A senadora Margareth Buzetti (PSD) falou na manhã desta segunda-feira (9), sobre os riscos que os municípios brasileiros enfrentam devido às dívidas previdenciárias acumuladas junto ao Instituto Nacional do Seguro Social (INSS). Segundo ela, a inadimplência pode comprometer o repasse de recursos federais, incluindo emendas parlamentares essenciais para as prefeituras.

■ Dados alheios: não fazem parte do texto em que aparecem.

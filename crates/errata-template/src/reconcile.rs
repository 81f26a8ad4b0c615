//! Respin reconciliation: decide, for each resolved issue, whether to create a
//! new Jira issue, reuse an existing one, or leave it alone, and which issues
//! from earlier respins to close.
//!
//! Nothing here talks to Jira. The caller supplies what already exists and
//! carries out the returned actions.

use std::collections::HashSet;

use serde::{Deserialize, Serialize};
use tracing::debug;

use errata_core::enums::{OnRespin, TransitionCategory};
use errata_core::erratum::Erratum;

use crate::error::ReconcileError;
use crate::types::{ResolvedIssue, Transitions};

/// A previously created Jira issue.
#[derive(Debug, Clone, PartialEq, Eq, Serialize, Deserialize)]
pub struct ExistingIssue {
    /// Jira key, e.g. `RHELWF-1234`.
    pub key: String,
    /// Instance key of the resolved issue it was created for.
    pub instance: String,
    /// Respin the issue was created for.
    #[serde(default)]
    pub respin_count: u32,
    #[serde(default)]
    pub closed: bool,
}

/// What to do for one resolved issue or one obsolete existing issue.
#[derive(Debug, Clone, PartialEq, Eq, Serialize)]
#[serde(tag = "action", rename_all = "snake_case")]
pub enum IssueAction {
    Create {
        instance: String,
    },
    Reuse {
        instance: String,
        issue: String,
    },
    /// Every current issue was closed by a user; nothing left to do.
    AlreadyClosed {
        instance: String,
        issues: Vec<String>,
    },
    /// An ancestor is already closed.
    Skip {
        instance: String,
        ancestor: String,
    },
    Close {
        issue: String,
        transition: String,
        obsoleted_by: String,
    },
}

#[derive(Debug, Clone, Copy, Default, PartialEq, Eq)]
pub struct ReconcileOptions {
    /// Ignore closed issues and create new ones in their place.
    pub recreate: bool,
}

/// Compute the reconciliation plan for a respin.
pub fn plan(
    resolved: &[ResolvedIssue],
    existing: &[ExistingIssue],
    transitions: &Transitions,
    erratum: &Erratum,
    options: ReconcileOptions,
) -> Result<Vec<IssueAction>, ReconcileError> {
    let mut actions = Vec::new();
    let mut created: HashSet<&str> = HashSet::new();
    let mut skipped: HashSet<&str> = HashSet::new();

    for issue in resolved {
        let instance = issue.key.as_str();
        let parent = issue.parent.as_deref();

        if let Some(p) = parent.filter(|p| skipped.contains(p)) {
            actions.push(IssueAction::Skip {
                instance: instance.to_string(),
                ancestor: p.to_string(),
            });
            skipped.insert(instance);
            continue;
        }

        let parent_created = parent.is_some_and(|p| created.contains(p));
        let related = existing
            .iter()
            .filter(|e| e.instance == instance)
            .filter(|e| !(options.recreate && e.closed));

        let mut current: Vec<&ExistingIssue> = Vec::new();
        let mut old: Vec<&ExistingIssue> = Vec::new();
        for e in related {
            if e.respin_count == erratum.respin_count && !parent_created {
                current.push(e);
            } else if !e.closed {
                old.push(e);
            }
        }

        if issue.on_respin == OnRespin::Keep {
            current.append(&mut old);
        }

        if !options.recreate && !current.is_empty() {
            if current.iter().all(|e| e.closed) {
                debug!(instance, "relevant issues already closed");
                actions.push(IssueAction::AlreadyClosed {
                    instance: instance.to_string(),
                    issues: current.iter().map(|e| e.key.clone()).collect(),
                });
                skipped.insert(instance);
                continue;
            }
            current.retain(|e| !e.closed);
        }

        match current.as_slice() {
            [] => {
                actions.push(IssueAction::Create {
                    instance: instance.to_string(),
                });
                created.insert(instance);
            }
            [only] => actions.push(IssueAction::Reuse {
                instance: instance.to_string(),
                issue: only.key.clone(),
            }),
            many => {
                return Err(ReconcileError::DuplicateIssues {
                    instance: instance.to_string(),
                    issues: many.iter().map(|e| e.key.clone()).collect(),
                });
            }
        }

        if !old.is_empty() {
            let transition = transitions
                .target(TransitionCategory::Closed)
                .ok_or(ReconcileError::MissingTransition(TransitionCategory::Closed))?;
            for e in old {
                actions.push(IssueAction::Close {
                    issue: e.key.clone(),
                    transition: transition.to_string(),
                    obsoleted_by: instance.to_string(),
                });
            }
        }
    }
    Ok(actions)
}

/// Where a job stands, for automatic status transitions.
#[derive(Debug, Clone, Copy, PartialEq, Eq)]
pub enum Progress {
    Started,
    Completed,
}

/// Status an issue should move to when its job reaches `progress`, if any.
pub fn auto_transition_target<'a>(
    issue: &ResolvedIssue,
    transitions: &'a Transitions,
    progress: Progress,
) -> Option<&'a str> {
    if !issue.auto_transition {
        return None;
    }
    let category = match progress {
        Progress::Started => TransitionCategory::Processed,
        Progress::Completed => TransitionCategory::Passed,
    };
    transitions.target(category)
}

Margareth ressaltou que o problema das dívidas municipais com o INSS vem sendo objeto de discussões legislativas. Ela mencionou a Proposta de Emenda Constitucional (PEC) que amplia o número de parcelas para quitação dessas dívidas, bem como os precatórios — que envolvem indenizações e débitos trabalhistas —, dando mais fôlego para os municípios enfrentarem essas obrigações.

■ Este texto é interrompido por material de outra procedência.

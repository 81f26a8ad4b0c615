//! Errors raised while loading, validating, expanding and reconciling.

use errata_core::enums::TransitionCategory;

/// What went wrong inside a single expression.
#[derive(Debug, Clone, PartialEq, thiserror::Error)]
pub enum ExprErrorKind {
    #[error("undefined variable '{0}'")]
    UndefinedVariable(String),

    #[error("syntax error: {0}")]
    Syntax(String),

    #[error("type error: {0}")]
    Type(String),

    #[error("unknown filter '{0}'")]
    UnknownFilter(String),
}

/// An expression failure, carrying the template string it occurred in.
#[derive(Debug, Clone, PartialEq, thiserror::Error)]
#[error("{kind} in template {template:?}")]
pub struct ExpressionError {
    pub template: String,
    pub kind: ExprErrorKind,
}

impl ExpressionError {
    pub fn new(template: &str, kind: ExprErrorKind) -> Self {
        Self {
            template: template.to_string(),
            kind,
        }
    }

    /// Name of the missing variable, if that is what failed.
    pub fn missing_variable(&self) -> Option<&str> {
        match self.kind {
            ExprErrorKind::UndefinedVariable(ref name) => Some(name),
            _ => None,
        }
    }
}

/// Errors that can occur while loading and expanding an issue config.
#[derive(Debug, thiserror::Error)]
pub enum ExpandError {
    #[error("parse error: {0}")]
    Parse(String),

    #[error("issue config '{0}' not found")]
    NotFound(String),

    #[error("include cycle: {}", chain.join(" -> "))]
    IncludeCycle { chain: Vec<String> },

    #[error("project is required")]
    MissingProject,

    #[error("invalid issue id '{id}': {reason}")]
    InvalidId { id: String, reason: String },

    #[error("duplicate issue id: {0}")]
    DuplicateId(String),

    #[error("more than one issue expands to instance '{0}'")]
    DuplicateInstance(String),

    #[error("issue '{issue}' references unknown parent_id '{parent_id}'")]
    UnresolvedReference { issue: String, parent_id: String },

    #[error("cyclic parentage: {}", path.join(" -> "))]
    CyclicParentage { path: Vec<String> },

    #[error("invalid hierarchy for issue '{issue}': {reason}")]
    InvalidHierarchy { issue: String, reason: String },

    #[error("failed to render issue '{issue}'")]
    Expression {
        issue: String,
        #[source]
        source: ExpressionError,
    },

    #[error("IO error: {0}")]
    Io(#[from] std::io::Error),
}

/// Errors that can occur while planning a respin.
#[derive(Debug, thiserror::Error)]
pub enum ReconcileError {
    #[error("more than one current issue found for '{instance}': {}", issues.join(", "))]
    DuplicateIssues {
        instance: String,
        issues: Vec<String>,
    },

    #[error("no '{0}' transition configured")]
    MissingTransition(TransitionCategory),
}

“Antes, a PEC previa 200 parcelas, agora ela amplia o prazo e também engloba os precatórios dos municípios, que incluem indenizações e outras dívidas trabalhistas”, explicou a senadora.

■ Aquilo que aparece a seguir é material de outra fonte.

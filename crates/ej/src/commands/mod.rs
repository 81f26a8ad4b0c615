//! Command handlers, one module per subcommand.

pub mod catalog;
pub mod completion;
pub mod config_cmd;
pub mod expand;
pub mod plan;
pub mod render;
pub mod validate;
pub mod version;
//! `ej completion` -- generate shell completions.

use anyhow::Result;
use clap::CommandFactory;
use clap_complete::{Shell, generate};

use crate::cli::{Cli, CompletionArgs, CompletionCommands};

/// Execute the `ej completion` command.
pub fn run(args: &CompletionArgs) -> Result<()> {
    let shell = match args.command {
        CompletionCommands::Bash => Shell::Bash,
        CompletionCommands::Zsh => Shell::Zsh,
        CompletionCommands::Fish => Shell::Fish,
        CompletionCommands::Powershell => Shell::PowerShell,
    };

    let mut cmd = Cli::command();
    generate(shell, &mut cmd, "ej", &mut std::io::stdout());
    Ok(())
}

Para Margareth, é fundamental que os gestores públicos assumam o compromisso de resolver essa questão o quanto antes. “É preciso dar um basta. As dívidas previdenciárias não podem continuar acumulando com os prefeitos”, alertou.
Sobre os efeitos da inadimplência, a parlamentar foi enfática. “Um município inadimplente não consegue receber emendas parlamentares. Não há possibilidade de repassar recursos para pagar dívida previdenciária.”
A senadora ainda comparou a retenção desses recursos ao crime de apropriação indébita. “Quando uma empresa retém o desconto feito no trabalhador e não o repassa, isso configura apropriação indébita. O município precisa ter consciência disso e solucionar o problema, evitando a repetição da conduta”, afirmou Margareth.